‘Snuffing Out the Moon’ anxious to do too much: speakers say

Book evinces an acute knowledge of everything that goes into fictional themes

PHOTO COURTESY: FIRSTPOST

LAHORE:
Though it is a large and imaginative work of prose, “Snuffing Out the Moon” somehow falls short of being recognised as a novel.

The book evinces an acute knowledge of everything that goes into fictional characters, plots, settings, themes, but it does not even begin to be a novel.

However, that does not mean it is a bad piece of work. It is more akin to a blueprint for a work, done up ever so lavishly, which remains a completely separate entity from the work itself. These views were expressed by participants of an event that was organised at Lahore College for Women University (LCWU) to review the book on Tuesday. Dr Osama Siddique, the author of the book, is a legal scholar and policy reform adviser. He is an associate fellow at the Institute of Development and Economic Alternatives (IDEAS), Lahore. Throwing light on the book, the author said there were six separate storylines ranging from 2084 BCE to 2084 CE, that play out over a common geography — the Punjab and Sindh provinces of Pakistan. However, nothing knits these stories together into the one purported novel.

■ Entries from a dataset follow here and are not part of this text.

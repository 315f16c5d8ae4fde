//! Per-document sync session controller.
//!
//! Drives the join/ready/operate/resync protocol for the active document.
//! Local edits are diffed against the last known content and sent with the
//! version they were based on. Peer operations that arrive while local edits
//! are still in flight are held back in arrival order and applied once every
//! local edit has been acknowledged. The client never transforms operations;
//! that is the authority's job.

use codesync_common::perf::TimingGuard;
use codesync_common::{
    AuthorityError, ClientId, ClientMessage, FileId, JoinRequest, OperationEnvelope,
    ReadySnapshot, ServerMessage, Version,
};
use codesync_core::{EditSurface, apply, diff, patch_surface};

use crate::error::SyncError;
use crate::outbox::Outbox;
use crate::permission::{AllowAll, EditPermission};
use crate::state::{DocumentSessionState, PendingOperation, SessionStatus};

/// Controller for one client's view of the active document.
///
/// Owns the document sync state, the editing surface it patches, and the
/// outbox it transmits through. All methods are synchronous; the caller
/// feeds events one at a time.
pub struct SyncController<S, O, P = AllowAll> {
    client_id: ClientId,
    active_file: Option<FileId>,
    doc: Option<DocumentSessionState>,
    status: SessionStatus,
    surface: S,
    outbox: O,
    permission: P,
}

impl<S, O> SyncController<S, O, AllowAll>
where
    S: EditSurface,
    O: Outbox,
{
    /// Controller that may edit every file.
    pub fn new(client_id: ClientId, surface: S, outbox: O) -> Self {
        Self::with_permission(client_id, surface, outbox, AllowAll)
    }
}

impl<S, O, P> SyncController<S, O, P>
where
    S: EditSurface,
    O: Outbox,
    P: EditPermission,
{
    pub fn with_permission(client_id: ClientId, surface: S, outbox: O, permission: P) -> Self {
        Self {
            client_id,
            active_file: None,
            doc: None,
            status: SessionStatus::Idle,
            surface,
            outbox,
            permission,
        }
    }

    // === Accessors ===

    pub fn client_id(&self) -> &ClientId {
        &self.client_id
    }

    pub fn status(&self) -> &SessionStatus {
        &self.status
    }

    pub fn active_file(&self) -> Option<&FileId> {
        self.active_file.as_ref()
    }

    /// Sync state of the active document, once its snapshot has arrived.
    pub fn document(&self) -> Option<&DocumentSessionState> {
        self.doc.as_ref()
    }

    pub fn content(&self) -> Option<&str> {
        self.doc.as_ref().map(|doc| doc.content.as_str())
    }

    pub fn server_version(&self) -> Option<Version> {
        self.doc.as_ref().map(|doc| doc.server_version)
    }

    pub fn local_version(&self) -> Option<Version> {
        self.doc.as_ref().map(|doc| doc.local_version)
    }

    pub fn pending_len(&self) -> usize {
        self.doc.as_ref().map_or(0, |doc| doc.pending.len())
    }

    pub fn buffered_len(&self) -> usize {
        self.doc.as_ref().map_or(0, |doc| doc.remote_buffer.len())
    }

    /// Message of the last authority error, until the next ready snapshot.
    pub fn error(&self) -> Option<&str> {
        self.status.error_message()
    }

    pub fn can_edit(&self) -> bool {
        self.active_file
            .as_ref()
            .is_some_and(|file_id| self.permission.can_edit(file_id))
    }

    pub fn surface(&self) -> &S {
        &self.surface
    }

    /// Mutable surface access for the host (loading documents, focus).
    ///
    /// Content changes must go through [`SyncController::local_edit`].
    pub fn surface_mut(&mut self) -> &mut S {
        &mut self.surface
    }

    pub fn outbox(&self) -> &O {
        &self.outbox
    }

    pub fn outbox_mut(&mut self) -> &mut O {
        &mut self.outbox
    }

    // === Connection lifecycle ===

    /// Transport (re)connected: join the active document again.
    pub fn connected(&mut self) {
        if let Some(file_id) = self.active_file.clone() {
            tracing::debug!(%file_id, "transport connected, joining");
            self.join(file_id, false);
        }
    }

    /// Transport dropped.
    ///
    /// Sync state is kept until the next snapshot replaces it, so unsent
    /// work stays visible; it is not resent.
    pub fn disconnected(&mut self) {
        tracing::debug!(
            pending = self.pending_len(),
            buffered = self.buffered_len(),
            "transport disconnected"
        );
        self.status = SessionStatus::Idle;
    }

    /// Make `file_id` the active document and request its snapshot.
    ///
    /// All sync state of the previous document is discarded.
    pub fn open(&mut self, file_id: FileId) {
        if let Some(previous) = self.doc.take() {
            tracing::debug!(
                file_id = %previous.file_id,
                dropped_pending = previous.pending.len(),
                dropped_buffered = previous.remote_buffer.len(),
                "discarding document state"
            );
        }
        self.active_file = Some(file_id.clone());
        self.join(file_id, false);
    }

    /// Close the active document.
    pub fn close(&mut self) {
        self.doc = None;
        self.active_file = None;
        self.status = SessionStatus::Idle;
    }

    fn join(&mut self, file_id: FileId, resyncing: bool) {
        self.outbox.send(ClientMessage::Join(JoinRequest { file_id }));
        self.status = SessionStatus::Connecting { resyncing };
    }

    // === Authority messages ===

    /// Dispatch a message from the authority.
    pub fn handle(&mut self, message: ServerMessage) {
        match message {
            ServerMessage::Ready(snapshot) => self.on_ready(snapshot),
            ServerMessage::OperationApplied(envelope) => self.on_operation_applied(envelope),
            ServerMessage::Error(error) => self.on_error(error),
            ServerMessage::Resync => self.on_resync(),
        }
    }

    fn is_active(&self, file_id: &FileId) -> bool {
        self.active_file.as_ref() == Some(file_id)
    }

    fn on_ready(&mut self, snapshot: ReadySnapshot) {
        if !self.is_active(&snapshot.file_id) {
            tracing::debug!(file_id = %snapshot.file_id, "ignoring snapshot for inactive file");
            return;
        }

        if let Some(previous) = &self.doc {
            if previous.has_pending() {
                tracing::warn!(
                    file_id = %snapshot.file_id,
                    dropped = previous.pending.len(),
                    "snapshot supersedes unacknowledged local edits"
                );
            }
        }

        tracing::info!(
            file_id = %snapshot.file_id,
            version = snapshot.version,
            "document ready"
        );
        let doc = DocumentSessionState::from_snapshot(
            snapshot.file_id,
            snapshot.content,
            snapshot.version,
        );
        self.doc = Some(doc);
        self.status = SessionStatus::Ready;
        self.publish();
    }

    fn on_operation_applied(&mut self, envelope: OperationEnvelope) {
        if !self.is_active(&envelope.file_id) {
            tracing::trace!(file_id = %envelope.file_id, "ignoring operation for inactive file");
            return;
        }
        let Some(doc) = self.doc.as_mut() else {
            tracing::debug!("operation before snapshot, ignoring");
            return;
        };

        if envelope.client_id == self.client_id {
            let Some(oldest) = doc.pending.front() else {
                tracing::warn!(
                    version = envelope.version,
                    "acknowledgment with nothing pending, rejected"
                );
                return;
            };
            if envelope.version <= oldest.base_version {
                tracing::warn!(
                    version = envelope.version,
                    expected_after = oldest.base_version,
                    "out-of-order acknowledgment, rejected"
                );
                return;
            }

            doc.pending.pop_front();
            doc.server_version = envelope.version;
            tracing::debug!(
                version = envelope.version,
                pending = doc.pending.len(),
                "local operation acknowledged"
            );

            if doc.pending.is_empty() {
                self.drain_remote_buffer();
            }
        } else if doc.has_pending() {
            tracing::debug!(
                version = envelope.version,
                from = %envelope.client_id,
                buffered = doc.remote_buffer.len() + 1,
                "buffering peer operation behind local edits"
            );
            doc.remote_buffer.push_back(envelope);
        } else if self.apply_remote(envelope) {
            self.publish();
        }
    }

    fn on_error(&mut self, error: AuthorityError) {
        tracing::warn!(message = %error.message, "authority error");
        self.status = SessionStatus::Error(error.message.into());
    }

    fn on_resync(&mut self) {
        let Some(file_id) = self.active_file.clone() else {
            tracing::debug!("resync with no active file, ignoring");
            return;
        };
        tracing::info!(%file_id, "resync requested");
        self.join(file_id, true);
    }

    /// Apply one peer operation to the content. Returns whether it applied.
    fn apply_remote(&mut self, envelope: OperationEnvelope) -> bool {
        let Some(doc) = self.doc.as_mut() else {
            return false;
        };
        match apply(&doc.content, &envelope.components) {
            Ok(content) => {
                doc.content = content;
                doc.server_version = doc.server_version.max(envelope.version);
                if doc.pending.is_empty() {
                    doc.local_version = doc.server_version;
                }
                true
            }
            Err(error) => {
                tracing::warn!(
                    %error,
                    version = envelope.version,
                    from = %envelope.client_id,
                    "dropping remote operation"
                );
                false
            }
        }
    }

    fn drain_remote_buffer(&mut self) {
        let Some(doc) = self.doc.as_mut() else {
            return;
        };
        let buffered = std::mem::take(&mut doc.remote_buffer);
        doc.local_version = doc.server_version;
        if buffered.is_empty() {
            return;
        }

        let _timing = TimingGuard::new("drain remote buffer");
        let mut applied = 0;
        for envelope in buffered {
            if self.apply_remote(envelope) {
                applied += 1;
            }
        }
        if applied > 0 {
            self.publish();
        }
    }

    /// Push the current content to the editing surface.
    fn publish(&mut self) {
        if let Some(doc) = &self.doc {
            patch_surface(&mut self.surface, &doc.content);
        }
    }

    // === Local edits ===

    /// The editing surface now holds `new_value`.
    ///
    /// Returns the base version of the transmitted operation, or `None` if
    /// the text did not change.
    pub fn local_edit(&mut self, new_value: &str) -> Result<Option<Version>, SyncError> {
        let Some(file_id) = self.active_file.as_ref() else {
            return Err(SyncError::NotJoined);
        };
        if !self.permission.can_edit(file_id) {
            tracing::debug!(%file_id, "edit rejected, no write permission");
            return Err(SyncError::PermissionDenied(file_id.clone()));
        }
        let Some(doc) = self.doc.as_mut() else {
            return Err(SyncError::NotJoined);
        };

        let components = diff(&doc.content, new_value);
        if components.is_noop() {
            doc.content = new_value.to_owned();
            return Ok(None);
        }

        let base_version = doc.local_version;
        doc.local_version += 1;
        doc.pending.push_back(PendingOperation {
            base_version,
            components: components.clone(),
        });
        doc.content = new_value.to_owned();

        tracing::debug!(
            file_id = %doc.file_id,
            base_version,
            components = components.len(),
            pending = doc.pending.len(),
            "sending local operation"
        );

        let envelope = OperationEnvelope {
            file_id: doc.file_id.clone(),
            version: base_version,
            components,
            client_id: self.client_id.clone(),
        };
        self.outbox.send(ClientMessage::Operation(envelope));
        Ok(Some(base_version))
    }
}
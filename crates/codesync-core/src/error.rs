//! Error types for operation handling.

use thiserror::Error;

/// Errors raised while applying an operation to a text snapshot.
#[derive(Error, Debug, Clone, PartialEq, Eq)]
#[non_exhaustive]
pub enum OpError {
    /// The operation does not cover the source text exactly.
    ///
    /// Retained plus deleted lengths must equal the source length.
    #[error("malformed operation: source has {expected} chars but operation consumes {consumed}")]
    Malformed {
        /// Length of the source text in chars.
        expected: usize,
        /// Chars consumed by retain and delete components.
        consumed: usize,
    },

    /// Component lengths add up to more than `usize` can hold.
    #[error("malformed operation: component lengths overflow")]
    Overflow,
}
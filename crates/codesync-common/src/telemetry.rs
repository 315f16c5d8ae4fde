//! Tracing setup for codesync binaries.
//!
//! # Usage
//!
//! ```ignore
//! use codesync_common::telemetry::{self, TelemetryConfig};
//!
//! let config = TelemetryConfig::from_env("codesync-cli");
//! telemetry::init(config);
//! tracing::info!("client started");
//! ```

use tracing::Level;
use tracing_subscriber::layer::SubscriberExt;
use tracing_subscriber::util::SubscriberInitExt;
use tracing_subscriber::{EnvFilter, Layer};

/// Telemetry configuration
#[derive(Debug, Clone)]
pub struct TelemetryConfig {
    /// Service name for labeling (e.g., "codesync-cli")
    pub service_name: String,
    /// Filter directive used when `RUST_LOG` is unset.
    pub filter: Option<String>,
    /// Console log level (default: INFO, DEBUG in debug builds)
    pub console_level: Level,
}

impl TelemetryConfig {
    /// Load config from environment variables.
    ///
    /// - `RUST_LOG`: Standard env filter (optional, overrides everything else)
    pub fn from_env(service_name: impl Into<String>) -> Self {
        let console_level = if cfg!(debug_assertions) {
            Level::DEBUG
        } else {
            Level::INFO
        };

        Self {
            service_name: service_name.into(),
            filter: None,
            console_level,
        }
    }

    /// Use `filter` when `RUST_LOG` is unset.
    pub fn with_filter(mut self, filter: Option<String>) -> Self {
        self.filter = filter;
        self
    }
}

/// Initialize the global tracing subscriber.
///
/// Call once at application startup. Later calls are ignored.
pub fn init(config: TelemetryConfig) {
    let env_filter = EnvFilter::try_from_default_env().unwrap_or_else(|_| {
        let directive = config
            .filter
            .clone()
            .unwrap_or_else(|| config.console_level.as_str().to_lowercase());
        EnvFilter::new(directive)
    });

    let console_layer = tracing_subscriber::fmt::layer()
        .with_target(true)
        .with_thread_ids(false)
        .with_file(false)
        .with_line_number(false)
        .compact()
        .with_filter(env_filter);

    if tracing_subscriber::registry()
        .with(console_layer)
        .try_init()
        .is_ok()
    {
        tracing::debug!(service = %config.service_name, "telemetry initialized");
    }
}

Every storyline is continually interrupted by another, with a structure that goes forward in time and then backward and finally back the future.  As a result, it is serving no narrative purpose, except to assure us (with literary knowingness) that one is reading a single work.

The speakers said ultimately, “Snuffing Out the Moon” suffers from an anxiety to do too much, a fairly typical issue with first novels. One has the feeling that the author, eager to ‘prove himself’, did not want to leave out any promising storyline that had occurred to him.

Published in The Express Tribune, September 27th, 2017.